Run this code to fine-tune the model. Make sure that you are connected to a GPU runtime to increase the speed of your training.

In [None]:
# get timestamp for saving checkpoints and history
t_stamp = datetime.now().strftime("%y%m%d_%I%M%S%p")

# create checkpoint directory
os.makedirs('./checkpoint', exist_ok=True)

model_name = f"{t_stamp}_FT_{TARGET_SOURCE}.pth"
history_name = f"{t_stamp}_FT_history.pkl"

In [None]:
# load the bass base model weights to have a starting point for training
print("Loading base model for fine-tuning...")
ft_model = UNet(IN_CHANNELS)
ft_model.load_state_dict(torch.load('best_weights_bass.pth', weights_only=True))
print("Base model ready for fine-tuning!")

In [None]:
# fine-tune all model parameters
for param in ft_model.parameters():
    param.requires_grad = True

In [None]:
# send model to GPU if available
ft_model = ft_model.to(DEVICE)

# save best model
best_model = None
best_val_loss = 1e6

# initialize training
# mean absolute error loss
criterion = torch.nn.L1Loss()
optimizer = torch.optim.Adam(ft_model.parameters(), lr=LEARNING_RATE)

# enable mixed precision
scaler = torch.GradScaler(DEVICE_TYPE)

# save history of metrics
history = {'train_loss': [], 'val_loss': []}

In [None]:
# training loop
for epoch in range(NUM_EPOCHS):
    # loss values within epoch
    train_loss_epoch, val_loss_epoch = [], []

    # TRAINING
    # enable training
    ft_model.train()

    # progress bar
    pbar = tqdm(train_dataloader)
    pbar.set_description("Training")

    for idx, (mix, stem, phase) in enumerate(pbar):
        # send data to device
        mix = mix.to(DEVICE)
        stem = stem.to(DEVICE)

        # autocast data type
        with torch.autocast(device_type=DEVICE_TYPE, dtype=torch.float32):
            output = ft_model(mix)
            loss = criterion(output, stem)

        train_loss_epoch.append(loss.item())

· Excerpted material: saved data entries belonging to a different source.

//! Router assembly and middleware stack

use crate::handlers::{analytics, gallery, health, library, map_filter, sample};
use crate::middleware::{
    rate_limit::{rate_limit, RateLimit},
    track_metrics,
};
use crate::AppState;
use axum::{
    extract::Request,
    http::StatusCode,
    middleware::{from_fn, from_fn_with_state},
    routing::{get, post},
    Router,
};
use tower::{limit::GlobalConcurrencyLimitLayer, ServiceBuilder};
use tower_http::{
    compression::CompressionLayer,
    cors::{Any, CorsLayer},
    request_id::{MakeRequestUuid, PropagateRequestIdLayer, SetRequestIdLayer},
    timeout::TimeoutLayer,
    trace::TraceLayer,
};
use std::time::Duration;
use tracing::Span;

fn request_span(request: &Request) -> Span {
    let request_id = request
        .headers()
        .get("x-request-id")
        .and_then(|v| v.to_str().ok())
        .unwrap_or("-");

    tracing::info_span!(
        "http_request",
        method = %request.method(),
        uri = %request.uri(),
        request_id = %request_id,
    )
}

/// Slow requests are answered with 408
fn timeout_layer(timeout: Duration) -> TimeoutLayer {
    TimeoutLayer::with_status_code(StatusCode::REQUEST_TIMEOUT, timeout)
}

/// Create the main application router
pub fn create_router(state: AppState) -> Router {
    let config = state.config.clone();

    let analytics_routes = Router::new()
        .route("/block/{block_id}", get(analytics::block_analytics))
        .route("/contractor/{contractor_id}/summary", get(analytics::contractor_summary))
        .route("/associate-stations-blocks", post(analytics::associate_stations_blocks));

    let gallery_routes = Router::new()
        .route("/media", get(gallery::media))
        .route("/{media_id}/download", get(gallery::download));

    let library_routes = Router::new()
        .route("/list", get(library::list))
        .route("/upload", post(library::upload))
        .route("/contractors", get(library::contractors))
        .route("/themes", get(library::themes));

    let map_filter_routes = Router::new()
        .route("/contractors", get(map_filter::contractors))
        .route("/contractor-areas", get(map_filter::contractor_areas))
        .route("/contractor-area-blocks", get(map_filter::contractor_area_blocks))
        .route("/cruises", get(map_filter::cruises))
        .route("/stations", get(map_filter::stations))
        .route("/samples", get(map_filter::samples))
        .route("/media", get(map_filter::media))
        .route("/map-data", get(map_filter::map_data))
        .route("/filter-options", get(map_filter::filter_options))
        .route("/contract-types", get(map_filter::contract_types))
        .route("/contract-statuses", get(map_filter::contract_statuses))
        .route("/sponsoring-states", get(map_filter::sponsoring_states))
        .route("/contractual-years", get(map_filter::contractual_years))
        .route("/area-geojson/{area_id}", get(map_filter::area_geojson))
        .route(
            "/contractor-areas-geojson/{contractor_id}",
            get(map_filter::contractor_areas_geojson),
        );

    let sample_routes = Router::new()
        .route("/list", get(sample::list))
        .route("/sampletypes", get(sample::sample_types))
        .route("/matrixtypes", get(sample::matrix_types))
        .route("/habitattypes", get(sample::habitat_types))
        .route("/analyses", get(sample::analyses))
        .route("/stations", get(sample::stations))
        .route("/cruises", get(sample::cruises))
        .route("/contractors", get(sample::contractors))
        .route("/qualifiers", get(sample::qualifiers))
        .route("/valid-values", get(sample::valid_values));

    let api_routes = Router::new()
        // Probes
        .route("/health", get(health::health))
        .route("/ready", get(health::ready))
        .nest("/Analytics", analytics_routes)
        .nest("/Gallery", gallery_routes)
        .nest("/Library", library_routes)
        .nest("/MapFilter", map_filter_routes)
        .nest("/Sample", sample_routes);

    let mut router = Router::new().nest("/api", api_routes);

    if config.rate_limit.enabled {
        router = router.layer(from_fn_with_state(RateLimit::new(&config.rate_limit), rate_limit));
    }

    let cors = CorsLayer::new()
        .allow_origin(Any)
        .allow_methods(Any)
        .allow_headers(Any);

    router
        .layer(
            ServiceBuilder::new()
                // Request ID first so the trace span can record it
                .layer(SetRequestIdLayer::x_request_id(MakeRequestUuid))
                .layer(TraceLayer::new_for_http().make_span_with(request_span))
                .layer(PropagateRequestIdLayer::x_request_id())
                .layer(from_fn(track_metrics))
                .layer(cors)
                .layer(CompressionLayer::new())
                .layer(timeout_layer(config.request_timeout()))
                .layer(GlobalConcurrencyLimitLayer::new(config.server.max_concurrent_requests)),
        )
        .with_state(state)
}

#[cfg(test)]
mod tests {
    use super::*;
    use axum::body::{to_bytes, Body};
    use axum::http::{header, Method};
    use seabed_common::config::AppConfig;
    use seabed_common::db::testing::seeded_pool;
    use serde_json::{json, Value};
    use std::sync::Arc;
    use tower::ServiceExt;

    async fn app() -> Router {
        let mut config = AppConfig::default();
        // Nothing listens here, so blob fetches fail fast
        config.storage.blob_base_url = "http://127.0.0.1:9".to_string();
        config.storage.download_timeout_secs = 2;

        create_router(AppState {
            config: Arc::new(config),
            db: seeded_pool().await,
            cache: None,
            http: reqwest::Client::new(),
        })
    }

    async fn send(app: &Router, method: Method, uri: &str, body: Option<Value>) -> (StatusCode, Value) {
        let mut request = axum::http::Request::builder().method(method).uri(uri);
        let body = match body {
            Some(json) => {
                request = request.header(header::CONTENT_TYPE, "application/json");
                Body::from(json.to_string())
            }
            None => Body::empty(),
        };

        let response = app.clone().oneshot(request.body(body).unwrap()).await.unwrap();
        let status = response.status();
        let bytes = to_bytes(response.into_body(), usize::MAX).await.unwrap();
        let value = serde_json::from_slice(&bytes).unwrap_or(Value::Null);
        (status, value)
    }

    async fn get_json(app: &Router, uri: &str) -> (StatusCode, Value) {
        send(app, Method::GET, uri, None).await
    }

    #[tokio::test]
    async fn test_slow_request_times_out() {
        let app: Router = Router::new()
            .route(
                "/slow",
                get(|| async {
                    tokio::time::sleep(Duration::from_secs(5)).await;
                    "done"
                }),
            )
            .layer(timeout_layer(Duration::from_millis(20)));

        let (status, _) = get_json(&app, "/slow").await;
        assert_eq!(status, StatusCode::REQUEST_TIMEOUT);
    }

    #[tokio::test]
    async fn test_health() {
        let app = app().await;
        let (status, body) = get_json(&app, "/api/health").await;
        assert_eq!(status, StatusCode::OK);
        assert_eq!(body["status"], "healthy");

        let (status, body) = get_json(&app, "/api/ready").await;
        assert_eq!(status, StatusCode::OK);
        assert_eq!(body["checks"]["database"]["status"], "up");
        assert_eq!(body["checks"]["cache"]["status"], "disabled");
    }

    #[tokio::test]
    async fn test_contractor_two_has_area_two_and_block_two() {
        let app = app().await;
        let (status, body) = get_json(&app, "/api/MapFilter/contractors?contractorId=2").await;
        assert_eq!(status, StatusCode::OK);

        let contractors = body.as_array().unwrap();
        assert_eq!(contractors.len(), 1);
        assert_eq!(
            contractors[0]["name"],
            "China Ocean Mineral Resources Research and Development Association"
        );
        assert_eq!(contractors[0]["areas"][0]["id"], 2);
        assert_eq!(contractors[0]["areas"][0]["blocks"][0]["id"], 2);
    }

    #[tokio::test]
    async fn test_block_six_analytics() {
        let app = app().await;
        let (status, body) = get_json(&app, "/api/Analytics/block/6").await;
        assert_eq!(status, StatusCode::OK);
        assert_eq!(body["blockName"], "TAG Hydrothermal Field");
        assert!(body["counts"]["stations"].as_u64().unwrap() >= 1);

        let copper = body["resourceMetrics"]
            .as_array()
            .unwrap()
            .iter()
            .find(|m| m["name"] == "Copper")
            .unwrap();
        assert_eq!(copper["value"], 15.8);
    }

    #[tokio::test]
    async fn test_unknown_ids_are_404_with_error_body() {
        let app = app().await;

        let (status, body) = get_json(&app, "/api/Analytics/contractor/999/summary").await;
        assert_eq!(status, StatusCode::NOT_FOUND);
        assert!(body["error"]["message"].as_str().unwrap().contains("999"));

        let (status, _) = get_json(&app, "/api/Analytics/block/999").await;
        assert_eq!(status, StatusCode::NOT_FOUND);

        let (status, _) = get_json(&app, "/api/MapFilter/area-geojson/999").await;
        assert_eq!(status, StatusCode::NOT_FOUND);
    }

    #[tokio::test]
    async fn test_malformed_query_is_400() {
        let app = app().await;
        let (status, body) = get_json(&app, "/api/MapFilter/stations?blockId=six").await;
        assert_eq!(status, StatusCode::BAD_REQUEST);
        assert!(body["error"].is_object());

        let (status, _) = get_json(&app, "/api/Analytics/block/six").await;
        assert_eq!(status, StatusCode::BAD_REQUEST);
    }

    #[tokio::test]
    async fn test_contractor_summary() {
        let app = app().await;
        let (status, body) = get_json(&app, "/api/Analytics/contractor/6/summary").await;
        assert_eq!(status, StatusCode::OK);

        let by_area: f64 = body["areas"]
            .as_array()
            .unwrap()
            .iter()
            .map(|a| a["totalAreaKm2"].as_f64().unwrap())
            .sum();
        assert_eq!(body["totalAreaKm2"].as_f64().unwrap(), by_area);
        assert_eq!(body["counts"]["blocks"], 2);
    }

    #[tokio::test]
    async fn test_association_is_idempotent() {
        let app = app().await;
        let uri = "/api/Analytics/associate-stations-blocks";

        let (status, first) = send(&app, Method::POST, uri, None).await;
        assert_eq!(status, StatusCode::OK);
        assert_eq!(first["assigned"], 4);
        let (_, after_first) = get_json(&app, "/api/MapFilter/stations").await;

        let (_, second) = send(&app, Method::POST, uri, None).await;
        assert_eq!(second["assigned"], 0);
        assert_eq!(second["unmatched"], first["unmatched"]);
        let (_, after_second) = get_json(&app, "/api/MapFilter/stations").await;

        assert_eq!(after_first, after_second);
    }

    #[tokio::test]
    async fn test_gallery_contractor_six() {
        let app = app().await;
        let (status, body) = get_json(&app, "/api/Gallery/media?contractorId=6").await;
        assert_eq!(status, StatusCode::OK);

        let items = body.as_array().unwrap();
        assert!(!items.is_empty());
        assert!(items.iter().all(|i| i["contractorId"] == 6));
    }

    #[tokio::test]
    async fn test_download_errors() {
        let app = app().await;

        let (status, body) = get_json(&app, "/api/Gallery/999/download").await;
        assert_eq!(status, StatusCode::NOT_FOUND);
        assert!(body["error"].is_object());

        let (status, _) = get_json(&app, "/api/Gallery/1/download").await;
        assert_eq!(status, StatusCode::BAD_GATEWAY);
    }

    #[tokio::test]
    async fn test_library_upload() {
        let app = app().await;
        let upload = json!({
            "contractorId": 2,
            "theme": "Annual Report",
            "title": "COMRA annual report 2023",
            "year": 2024,
            "country": "China",
            "isConfidential": true,
            "fileName": "comra_annual_2023.pdf"
        });

        let (status, body) = send(&app, Method::POST, "/api/Library/upload", Some(upload.clone())).await;
        assert_eq!(status, StatusCode::CREATED);
        assert!(body["fileUrl"].is_null());

        let (_, listed) = get_json(&app, "/api/Library/list?contractorId=2").await;
        assert_eq!(listed.as_array().unwrap().len(), 3);

        let mut bad = upload;
        bad["fileName"] = json!("../etc/passwd");
        let (status, _) = send(&app, Method::POST, "/api/Library/upload", Some(bad)).await;
        assert_eq!(status, StatusCode::BAD_REQUEST);
    }

    #[tokio::test]
    async fn test_map_data_and_facets() {
        let app = app().await;

        let (status, body) = get_json(&app, "/api/MapFilter/map-data").await;
        assert_eq!(status, StatusCode::OK);
        assert_eq!(body["summary"]["contractors"], 7);
        assert_eq!(body["summary"]["samples"], 16);

        let (status, body) =
            get_json(&app, "/api/MapFilter/filter-options?contractorId=6&activeFilter=contractorId").await;
        assert_eq!(status, StatusCode::OK);
        assert_eq!(body["contractors"].as_array().unwrap().len(), 7);
        let cruises: Vec<i64> = body["cruises"]
            .as_array()
            .unwrap()
            .iter()
            .map(|c| c["id"].as_i64().unwrap())
            .collect();
        assert_eq!(cruises, vec![7, 8]);
    }

    #[tokio::test]
    async fn test_geojson_endpoints() {
        let app = app().await;

        let (status, feature) = get_json(&app, "/api/MapFilter/area-geojson/6").await;
        assert_eq!(status, StatusCode::OK);
        assert_eq!(feature["type"], "Feature");
        assert_eq!(feature["properties"]["featureType"], "area");

        let (status, collection) = get_json(&app, "/api/MapFilter/contractor-areas-geojson/6").await;
        assert_eq!(status, StatusCode::OK);
        assert_eq!(collection["type"], "FeatureCollection");
        assert_eq!(collection["features"].as_array().unwrap().len(), 1);
    }

    #[tokio::test]
    async fn test_sample_lookups() {
        let app = app().await;

        let (_, values) = get_json(&app, "/api/Sample/valid-values?field=media_type").await;
        assert_eq!(values.as_array().unwrap().len(), 2);

        let (_, qualifiers) = get_json(&app, "/api/Sample/qualifiers").await;
        assert_eq!(qualifiers.as_array().unwrap().len(), 4);

        let (status, listing) = get_json(&app, "/api/Sample/list?contractorId=6&sampleType=Sulphide").await;
        assert_eq!(status, StatusCode::OK);
        assert!(listing.as_array().unwrap().iter().all(|s| s["contractorId"] == 6));
    }
}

        pbar.set_postfix({"Loss": loss.item()}, refresh=True)

        # backward
        optimizer.zero_grad()
        scaler.scale(loss).backward()
        scaler.step(optimizer)
        scaler.update()

    # compute avg training loss for this epoch
    history['train_loss'].append(np.mean(train_loss_epoch))

    # VALIDATION
    ft_model.eval()

    with torch.no_grad():

        for mix, stem, phase in val_dataloader:
            # send data to device
            mix = mix.to(DEVICE)
            stem = stem.to(DEVICE)

            # forward
            preds = ft_model(mix)
            loss = criterion(preds, stem)

            val_loss_epoch.append(loss.item())

    # compute avg validation loss for this epoch
    history['val_loss'].append(np.mean(val_loss_epoch))

    # log summary for epoch
    print(f"\nEpoch {epoch + 1}/{NUM_EPOCHS}: " +
             f"Training Loss: {history['train_loss'][-1]:.6f}, " +
             f"Validation Loss: {history['val_loss'][-1]:.6f}\n")

    # check if the model improved on the validation dataset
    if history['val_loss'][-1] < best_val_loss:
        best_model = ft_model
        torch.save(best_model.state_dict(),
                   os.path.join('checkpoint/', model_name))
        best_val_loss = history['val_loss'][-1]

print("Training completed.")

In [None]:
# save training history
with open(os.path.join('./checkpoint/', history_name), 'wb') as f:
    pickle.dump(history, f)

In [None]:
# plot loss curve
plot_loss(history, save_path=f'./checkpoint/{t_stamp}_loss.png')

### Test the Fine-tuned Model

Load the fine-tuned model and run it on the same test mixture from before.

We also recommend that you run the model on the entire test set and compute traditional MSS performance metrics, such as [Source-to-Distortion Ratio (SDR)](https://lightning.ai/docs/torchmetrics/stable/audio/signal_distortion_ratio.html). Make sure that you compute the SDR for the base model on the surdo test set as well. A higher SDR is interpreted as better separation.

In [None]:
ckpt_path = f'./checkpoint/{model_name}'

print("Loading fine-tuned model...")
# initialize model
ft_model = UNet(IN_CHANNELS)
# load weights
surdo_weights = torch.load(ckpt_path, weights_only=True)
base_model.load_state_dict(surdo_weights)
print("Fine-tuned model loaded succesfully!")

In [None]:
surdo_stem = separate(test_mixture, ft_model, DEVICE, FFT_SIZE, HOP_SIZE, SAMPLE_RATE, PATCH_SIZE)

In [None]:
Audio(surdo_stem, rate=SAMPLE_RATE)

In [None]:
# !pip install torchmetrics
# from torchmetrics.audio import SignalDistortionRatio
# ...